Lenskart has signed a definitive agreement to raise $500 million from the Abu Dhabi Investment Authority, they said Wednesday, at the height of the market slump as the Indian eyewear retailer bulks up its offerings and scales to international markets.
The investment, an extension to last year’s round, helps the startup retain its $4.5 billion valuation. ADIA’s investment includes some secondary purchase of shares from some early backers of Lenskart, the startup said. According to data intelligence platform Tracxn, Lenskart has raised $1.5 billion to date in primary and secondary raises.
The 12-year-old Indian eyewear startup, which counts SoftBank and Alpha Wave Global among its backers, sells eyeglasses, sunglasses, contact lenses and other eyewear accessories. It has become one of the largest eyewear players in India by undercutting the competition, offering premium glasses at affordable prices.
Lenskart has been able to keep the prices low because it’s bringing more efficiency into the eyewear sector, Peyush Bansal, co-founder and chief executive of Lenskart, told TechCrunch in an interview. The firm has built the expertise to manufacture its own eyeglasses and contact lenses and for many technologies, it’s the exclusive licensing partner for global firms in India, he said.
The startup, which currently has operations in India, Southeast Asia and the Middle East, sells its eye products online and through over 2,000 stores, three-fourths of which are in India. The startup is opening more than seven stores a week and plans to manufacture 20 million pairs of glasses next year, he said.
Hundreds of millions of Indians need vision correction, but only a fraction of this population is currently wearing glasses or contact lenses. Bansal said the company will continue to scale its operations in India and existing international markets where it has operations because they remain highly underserved.
But what has helped Lenskart, and the eyewear industry at large, is just how quickly Indians are adopting glasses, he said. People are buying as many as four pairs of glasses every two years, a figure that is closely growing to five, he said, pointing to a similar popularity in sneaker purchases.
The startup is also slowly expanding its premium offerings, thanks to the acquisition of Japanese eyewear brand OwnDays and its new in-house brands such as John Jacobs.

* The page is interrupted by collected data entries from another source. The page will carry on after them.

////////////////////////////////////////////////////////////////////////////////
// This file is part of "Altair", an embeddable scripting programming         //
// language platform.                                                         //
//                                                                            //
// This work is free software, distributed under the terms of the MIT         //
// license, as published in the LICENSE file of the source code distribution. //
//                                                                            //
// This work is provided "as is", without any warranties, express or implied, //
// except where such disclaimers are legally invalid.                         //
////////////////////////////////////////////////////////////////////////////////

macro_rules! system_panic {
    ($($arg:tt)*) => {{
        panic!(
            "{}\n\nThis is a bug in Altair. If you encounter this message, \
            please report it to the Altair issue tracker.",
            ::std::format_args!($($arg)*),
        );
    }};
}

pub(crate) use system_panic;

Lenskart, which posted a revenue of over $180 million in the financial year ending March 2022, is currently on a monthly run rate of about $50 million, according to a person familiar with the matter. Bansal declined to comment on revenue figures, but said the startup is profitable.
“The next phase at Lenskart is a journey of 10 to 100 where we are focusing on building a diverse culture that enables innovation and execution at scale while solving a large bottleneck hindering high quality vision for all. I hope we can continue to work hard with the same level of humility and dedication and transform the lives of a billion people eventually,” said Bansal.

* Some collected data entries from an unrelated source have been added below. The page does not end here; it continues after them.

////////////////////////////////////////////////////////////////////////////////
// This file is part of "Altair", an embeddable scripting programming         //
// language platform.                                                         //
//                                                                            //
// This work is free software, distributed under the terms of the MIT         //
// license, as published in the LICENSE file of the source code distribution. //
//                                                                            //
// This work is provided "as is", without any warranties, express or implied, //
// except where such disclaimers are legally invalid.                         //
////////////////////////////////////////////////////////////////////////////////

use std::{
    fmt::{Debug, Display, Formatter},
    ptr,
};

use crate::{
    builtins::BuiltinKind,
    runtime::{conversion::Narrowing, ops::Operator, Cell, Context, RuntimeResult},
};

/// The call direction of a dynamic or static member dispatch.
///
/// `Get` reads a member (or invokes it); `Set` writes a member. A `Set`
/// dispatch requires at least one argument: the value being stored.
#[derive(Debug, Clone, Copy, PartialEq, Eq, Hash)]
pub enum Direction {
    /// Read or invoke the member.
    Get,

    /// Write the member. The stored value is the last argument.
    Set,
}

/// Static metadata of a type descriptor: its canonical name and its
/// built-in kind tag.
///
/// Instances are created in static memory
/// (`static META: TypeMeta = TypeMeta::new("Int", BuiltinKind::Int);`) by
/// the descriptor implementations.
#[derive(Debug, Clone, Copy, PartialEq, Eq)]
pub struct TypeMeta {
    name: &'static str,
    kind: BuiltinKind,
}

impl Display for TypeMeta {
    #[inline(always)]
    fn fmt(&self, formatter: &mut Formatter<'_>) -> std::fmt::Result {
        formatter.write_str(self.name)
    }
}

impl TypeMeta {
    /// Creates the metadata object. Suitable for static initialization.
    #[inline(always)]
    pub const fn new(name: &'static str, kind: BuiltinKind) -> Self {
        Self { name, kind }
    }

    /// The canonical type name, as printed in error messages.
    #[inline(always)]
    pub fn name(&self) -> &'static str {
        self.name
    }

    /// The built-in kind tag. [BuiltinKind::None] for every descriptor
    /// outside the closed built-in family.
    #[inline(always)]
    pub fn kind(&self) -> BuiltinKind {
        self.kind
    }
}

/// The runtime handler of a script type.
///
/// A descriptor is stateless and lives for the process lifetime. Every
/// runtime operation on a [Cell] (construction, member dispatch,
/// conversion, operators) goes through the descriptor attached to it.
///
/// The operator and conversion hooks are "try" operations: they return
/// `Ok(None)` to decline, leaving the resolution chain free to probe the
/// other operand's descriptor or the interop fallback strategies. Hooks
/// must never return a partial result: a successful conversion that
/// produces the null value returns the canonical null cell, not a decline.
pub trait ScriptType: Send + Sync + 'static {
    /// The descriptor's static metadata.
    fn meta(&self) -> &'static TypeMeta;

    /// Constructs a new instance of the type.
    ///
    /// Zero-argument construction always succeeds and yields the
    /// type-appropriate default value. One-argument construction converts
    /// the argument.
    fn try_construct(&self, cx: &mut Context, args: &mut [Cell]) -> RuntimeResult<Cell>;

    /// Dispatches an instance member call on `subject`.
    ///
    /// The `name` may carry a trailing `\Directive` suffix, and the empty
    /// name addresses the default member (indexer).
    fn try_dynamic_call(
        &self,
        cx: &mut Context,
        subject: &Cell,
        args: &mut [Cell],
        direction: Direction,
        name: &str,
    ) -> RuntimeResult<Cell>;

    /// Dispatches a type-level member call. There is no subject.
    fn try_static_call(
        &self,
        cx: &mut Context,
        args: &mut [Cell],
        direction: Direction,
        name: &str,
    ) -> RuntimeResult<Cell>;

    /// Converts `value` (an instance of this type) to `target`.
    ///
    /// The source descriptor is consulted before the target descriptor.
    /// `Ok(None)` declines.
    #[allow(unused_variables)]
    fn convert_to(
        &self,
        cx: &mut Context,
        value: &Cell,
        target: TypeHandle,
        narrowing: Narrowing,
    ) -> RuntimeResult<Option<Cell>> {
        Ok(None)
    }

    /// Converts `value` (an instance of a foreign type) to this type.
    ///
    /// Consulted when the source descriptor has declined. `Ok(None)`
    /// declines.
    #[allow(unused_variables)]
    fn convert_from(
        &self,
        cx: &mut Context,
        value: &Cell,
        narrowing: Narrowing,
    ) -> RuntimeResult<Option<Cell>> {
        Ok(None)
    }

    /// Applies a unary operator to `operand`, an instance of this type.
    /// `Ok(None)` declines.
    #[allow(unused_variables)]
    fn try_unary(
        &self,
        cx: &mut Context,
        op: Operator,
        operand: &Cell,
    ) -> RuntimeResult<Option<Cell>> {
        Ok(None)
    }

    /// Applies a binary operator. The hook is consulted for both operand
    /// positions: first as the left operand's descriptor, then as the
    /// right operand's. `Ok(None)` declines.
    #[allow(unused_variables)]
    fn try_binary(
        &self,
        cx: &mut Context,
        op: Operator,
        lhs: &Cell,
        rhs: &Cell,
    ) -> RuntimeResult<Option<Cell>> {
        Ok(None)
    }

    /// The symmetric equality hook for the open descriptor families.
    ///
    /// Descriptor equality first compares handle addresses, then the
    /// built-in kind tags. Only when both descriptors belong to an open
    /// family (interop bridge or structure) does equality fall back to
    /// asking the left descriptor and, failing that, the right one.
    #[allow(unused_variables)]
    fn equals_type(&self, other: TypeHandle) -> bool {
        false
    }
}

/// A cheap, copyable handle to a process-wide type descriptor.
///
/// Equality between handles follows the descriptor equality protocol:
/// address identity, then [BuiltinKind] tag comparison for the closed
/// family, then symmetric double-dispatch for bridge and structure
/// descriptors.
///
/// ```
/// use altair::builtins;
///
/// assert_eq!(builtins::int_type(), builtins::int_type());
/// assert_ne!(builtins::int_type(), builtins::real_type());
/// ```
#[derive(Clone, Copy)]
pub struct TypeHandle {
    ty: &'static dyn ScriptType,
}

impl Debug for TypeHandle {
    #[inline(always)]
    fn fmt(&self, formatter: &mut Formatter<'_>) -> std::fmt::Result {
        formatter.write_str(self.name())
    }
}

impl Display for TypeHandle {
    #[inline(always)]
    fn fmt(&self, formatter: &mut Formatter<'_>) -> std::fmt::Result {
        formatter.write_str(self.name())
    }
}

impl PartialEq for TypeHandle {
    fn eq(&self, other: &Self) -> bool {
        if ptr::eq(self.ty, other.ty) {
            return true;
        }

        let kind = self.kind();

        if kind != other.kind() {
            return false;
        }

        match kind.is_open() {
            // Distinct descriptors of an open family compare through the
            // symmetric protocol.
            true => self.ty.equals_type(*other) || other.ty.equals_type(*self),

            // The closed family descriptors are singletons. An equal tag
            // means an equal type.
            false => true,
        }
    }
}

impl Eq for TypeHandle {}

impl TypeHandle {
    /// Wraps a `'static` descriptor reference. Suitable for static
    /// initialization.
    #[inline(always)]
    pub const fn new(ty: &'static dyn ScriptType) -> Self {
        Self { ty }
    }

    /// The underlying descriptor.
    #[inline(always)]
    pub fn get(&self) -> &'static dyn ScriptType {
        self.ty
    }

    /// The descriptor's canonical name.
    #[inline(always)]
    pub fn name(&self) -> &'static str {
        self.ty.meta().name()
    }

    /// The descriptor's built-in kind tag.
    #[inline(always)]
    pub fn kind(&self) -> BuiltinKind {
        self.ty.meta().kind()
    }

    /// Constructs an instance of the type. See
    /// [ScriptType::try_construct].
    #[inline(always)]
    pub fn construct(&self, cx: &mut Context, args: &mut [Cell]) -> RuntimeResult<Cell> {
        self.ty.try_construct(cx, args)
    }

    /// Dispatches a type-level member call. See
    /// [ScriptType::try_static_call].
    #[inline(always)]
    pub fn static_call(
        &self,
        cx: &mut Context,
        args: &mut [Cell],
        direction: Direction,
        name: &str,
    ) -> RuntimeResult<Cell> {
        self.ty.try_static_call(cx, args, direction, name)
    }
}

#[cfg(test)]
mod tests {
    use crate::builtins;

    #[test]
    fn test_handle_equality_is_tag_based_for_builtins() {
        assert_eq!(builtins::int_type(), builtins::int_type());
        assert_eq!(builtins::null_type(), builtins::null_type());
        assert_ne!(builtins::int_type(), builtins::real_type());
        assert_ne!(builtins::list_type(), builtins::hash_type());
    }

    #[test]
    fn test_handle_names() {
        assert_eq!(builtins::int_type().name(), "Int");
        assert_eq!(builtins::string_type().name(), "String");
        assert_eq!(builtins::null_type().name(), "Null");
    }
}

The funding for Lenskart comes at a time when deal flow activity has slowed significantly in the Indian startup market, especially for late-stage startups. The number of $100 million or higher rounds fell 50% in India last year to just 48 — and the vast majority of them were closed in the first half of 2022, Bain and Company said in a report Wednesday.
Share of investments by leading investors also shrank to less than 20% (versus 25%+ in 2021) as global hedge funds and crossover funds exercised caution in H2 2022, the consulting firm said.
Lenskart is also cautious with its spending, Bansal said, asserting however that for startups with long-term visions, the mood of the funding cycles don’t matter as much. The firm is open to exploring more acquisition opportunities, he said.
“Lenskart has rapidly established itself as one of the largest and most innovative eyewear companies globally. Given its unique technology-enabled and vertically integrated business model, we believe the company remains well positioned to build on its leadership position. This investment is a continuation of our strategy of investing in highly differentiated, market leading businesses in Asia linked to the region’s consumption-driven growth and rapid technological advancement,” said Hamad Shahwan Al Dhaheri, executive director of Private Equities Department at ADIA, in a statement.